Thursday, September 9, 2010

On the Death Penalty

Reader Steve emails to say that I "inspired" (!) his son to start his own blog. And so I cruise over to find a pretty interesting discussion about the Death Penalty, with Aretae adding his own thoughts in the comments. Pretty smart stuff, with an update post.

So welcome to the Bag Man, here on the blogroll. Go check it out.

My feeling on the matter is that I'd be much more comfortable if we enforced Hammurabi's Code against the Philosopher Kings inhabiting our Criminal Justice System:
If a judge try a case, reach a decision, and present his judgment in writing; if later error shall appear in his decision, and it be through his own fault, then he shall pay twelve times the fine set by him in the case, and he shall be publicly removed from the judge's bench, and never again shall he sit there to render judgement.
One of the best arguments against the Death Penalty is Massachusetts' own dumb-as-a-rock Attorney General, Martha Coakley:
But Coakley’s worst performance by far came in connection with the Fells Acres day care child abuse case (please read the entire link to get a flavor of the situation). Gerald (”Tookie”) Amirault, along with his elderly mother and sister, had been convicted during the day care child sex abuse scare of the 80s. But he was widely known to be innocent by the time Coakley came on the scene as DA, and his mother and sister had been freed years before.

Gerald had received a unanimous recommendation from the parole board for his release. But in 2001 Coakley lobbied that he be kept in prison, and she was successful. As a result, an innocent man was kept behind bars for another three full years to add to the fifteen he had already served.

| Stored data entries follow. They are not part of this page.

/// parse document with structure like " title1 key1: value1, value2 key2: value2 title2 key3:value3, value4" which has titles and
/// pairs key-vector of values. The calculator reads its settings from such a document:
///
/// ```text
/// graph   start: -10 end: 10 points: 400
/// surface start: -5 end: 5 render_points: 150 animate_points: 100 clamp: 50
/// ```
/// A template lists the allowed titles and keys; a key listed in the template but absent
/// from the document ends up as `key: None`.
use nom::{
    IResult, Parser,
    branch::alt,
    bytes::complete::{tag, take_while1},
    character::complete::{alpha1, alphanumeric1, multispace0, space0},
    combinator::{map, recognize},
    multi::{many0, many1, separated_list0},
    sequence::{delimited, pair, separated_pair, terminated},
};
use std::collections::HashMap;
use std::fmt::Display;

pub type SectionMap = HashMap<String, Option<Vec<Value>>>;
pub type DocumentMap = HashMap<String, SectionMap>;

/// enum to represent different value types:
#[derive(Debug, Clone, PartialEq)]
pub enum Value {
    String(String),
    Float(f64),
    Integer(i64),
    Boolean(bool),
}

impl Value {
    /// numeric value, integers included
    pub fn as_f64(&self) -> Option<f64> {
        match self {
            Value::Float(f) => Some(*f),
            Value::Integer(i) => Some(*i as f64),
            _ => None,
        }
    }
}

impl Display for Value {
    fn fmt(&self, f: &mut std::fmt::Formatter<'_>) -> std::fmt::Result {
        match self {
            Value::String(s) => write!(f, "{}", s),
            Value::Float(val) => write!(f, "{}", val),
            Value::Integer(val) => write!(f, "{}", val),
            Value::Boolean(val) => write!(f, "{}", val),
        }
    }
}

fn identifier(input: &str) -> IResult<&str, String> {
    let parser = recognize(pair(
        alt((alpha1, tag("_"))),
        many0(alt((alphanumeric1, tag("_")))),
    ));
    let mut parser = map(parser, String::from);
    parser.parse(input)
}

/// Parses a title (word characters without spaces), trailing whitespace dropped
fn parse_title(input: &str) -> IResult<&str, String> {
    let (input, result) = identifier(input)?;
    Ok((input.trim(), result))
}

/// Parses a key (word characters without spaces)
fn parse_key(input: &str) -> IResult<&str, String> {
    identifier(input)
}

/// Single value: anything up to a comma, whitespace or semicolon.
/// Tried as integer, float and boolean before falling back to a string.
fn parse_value(input: &str) -> IResult<&str, Value> {
    let value_parser = take_while1(|c: char| !matches!(c, ',' | ' ' | '\t' | '\n' | '\r' | ';'));
    let mut value_parser = map(value_parser, |s: &str| {
        if let Ok(val) = s.parse::<i64>() {
            Value::Integer(val)
        } else if let Ok(val) = s.parse::<f64>() {
            Value::Float(val)
        } else if let Ok(val) = s.parse::<bool>() {
            Value::Boolean(val)
        } else {
            Value::String(s.to_string())
        }
    });
    value_parser.parse(input)
}

fn parse_value_list(input: &str) -> IResult<&str, Vec<Value>> {
    let (input, _) = multispace0(input)?;
    let separator_coma = delimited(space0, tag(","), space0);
    let mut value_parser = separated_list0(separator_coma, parse_value);
    value_parser.parse(input)
}

/// Parses a key-value pair where value is a list
fn parse_key_value_pair(input: &str) -> IResult<&str, (String, Vec<Value>)> {
    let colon_separator = delimited(space0, tag(":"), space0);
    let mut parser = separated_pair(parse_key, colon_separator, parse_value_list);
    let (input, result) = parser.parse(input)?;
    Ok((input.trim(), result))
}

/// Parses a section with a title and multiple key-value pairs
fn parse_section(input: &str) -> IResult<&str, (String, Vec<(String, Vec<Value>)>)> {
    let (input, _) = space0(input)?;
    let (input, title) = parse_title(input)?;
    let (input, _) = multispace0(input)?;
    let mut parser = many1(terminated(parse_key_value_pair, space0));
    let (input, pairs) = parser.parse(input)?;
    Ok((input, (title, pairs)))
}

/// Filters out comment lines (starting with //, #, %, or ;) and blank lines
fn filter_comments(input: &str) -> String {
    input
        .lines()
        .filter(|line| {
            let trimmed = line.trim();
            !trimmed.starts_with("//")
                && !trimmed.starts_with('#')
                && !trimmed.starts_with('%')
                && !trimmed.starts_with(';')
                && !trimmed.is_empty()
        })
        .collect::<Vec<&str>>()
        .join("\n")
}

/// Parses the entire document into a HashMap
pub fn parse_document(input: &str) -> IResult<&str, DocumentMap> {
    let mut parser = many1(delimited(space0, parse_section, multispace0));
    let (input, sections) = parser.parse(input)?;

    let mut result: DocumentMap = HashMap::new();
    for (title, pairs) in sections {
        let section = result.entry(title).or_default();
        for (key, values) in pairs {
            section.insert(key, Some(values));
        }
    }
    Ok((input, result))
}

/// Parses a document (comments allowed) and checks it against an optional template.
///
/// With a template, titles and keys missing from it are rejected, and keys of the
/// template that the document does not mention are inserted as `None`.
pub fn parse_document_as(input: &str, template: Option<&DocumentMap>) -> Result<DocumentMap, String> {
    let filtered = filter_comments(input);
    if filtered.trim().is_empty() {
        let mut empty = DocumentMap::new();
        if let Some(template) = template {
            merge_template(&mut empty, template);
        }
        return Ok(empty);
    }
    let (remaining, mut parsed) =
        parse_document(&filtered).map_err(|e| format!("Parsing error: {:?}", e))?;
    if !remaining.trim().is_empty() {
        return Err(format!(
            "Failed to parse entire document. Remaining: '{}'",
            remaining
        ));
    }
    if let Some(template) = template {
        for (title, section) in &parsed {
            let Some(allowed) = template.get(title) else {
                return Err(format!("unknown section '{}'", title));
            };
            if let Some(key) = section.keys().find(|key| !allowed.contains_key(*key)) {
                return Err(format!("unknown key '{}' in section '{}'", key, title));
            }
        }
        merge_template(&mut parsed, template);
    }
    Ok(parsed)
}

fn merge_template(parsed: &mut DocumentMap, template: &DocumentMap) {
    for (title, keys_map) in template {
        let section = parsed.entry(title.clone()).or_default();
        for key in keys_map.keys() {
            section.entry(key.clone()).or_insert(None);
        }
    }
}

/// Builds a template from `(title, keys)` pairs.
pub fn template_from(entries: &[(&str, &[&str])]) -> DocumentMap {
    entries.iter()
        .map(|(title, keys)| {
            let section = keys.iter().map(|key| (key.to_string(), None)).collect();
            (title.to_string(), section)
        })
        .collect()
}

She - as the State's highest law enforcement official - actively worked to keep an innocent man in prison, knowing that he was very likely wrongly convicted. Add the Death Penalty into this mix of political scumbaggery, and you have an open invitation to shyster politicians to legally lynch people for political gain.

Again, if we enforced Hammurabi's excellent suggestion against then, then my objection would be much less strong. But we don't, and it isn't.

But that's just me. Go read the other side, which is pretty dang smart and lays the argument out.

2 comments:

  1. My feeling on the matter is that I'd be much more comfortable if we enforced Hammurabi's Code against the Philosopher Kings inhabiting our Criminal Justice System:

    Once is happenstance; twice is coincidence; the third time it's enemy action.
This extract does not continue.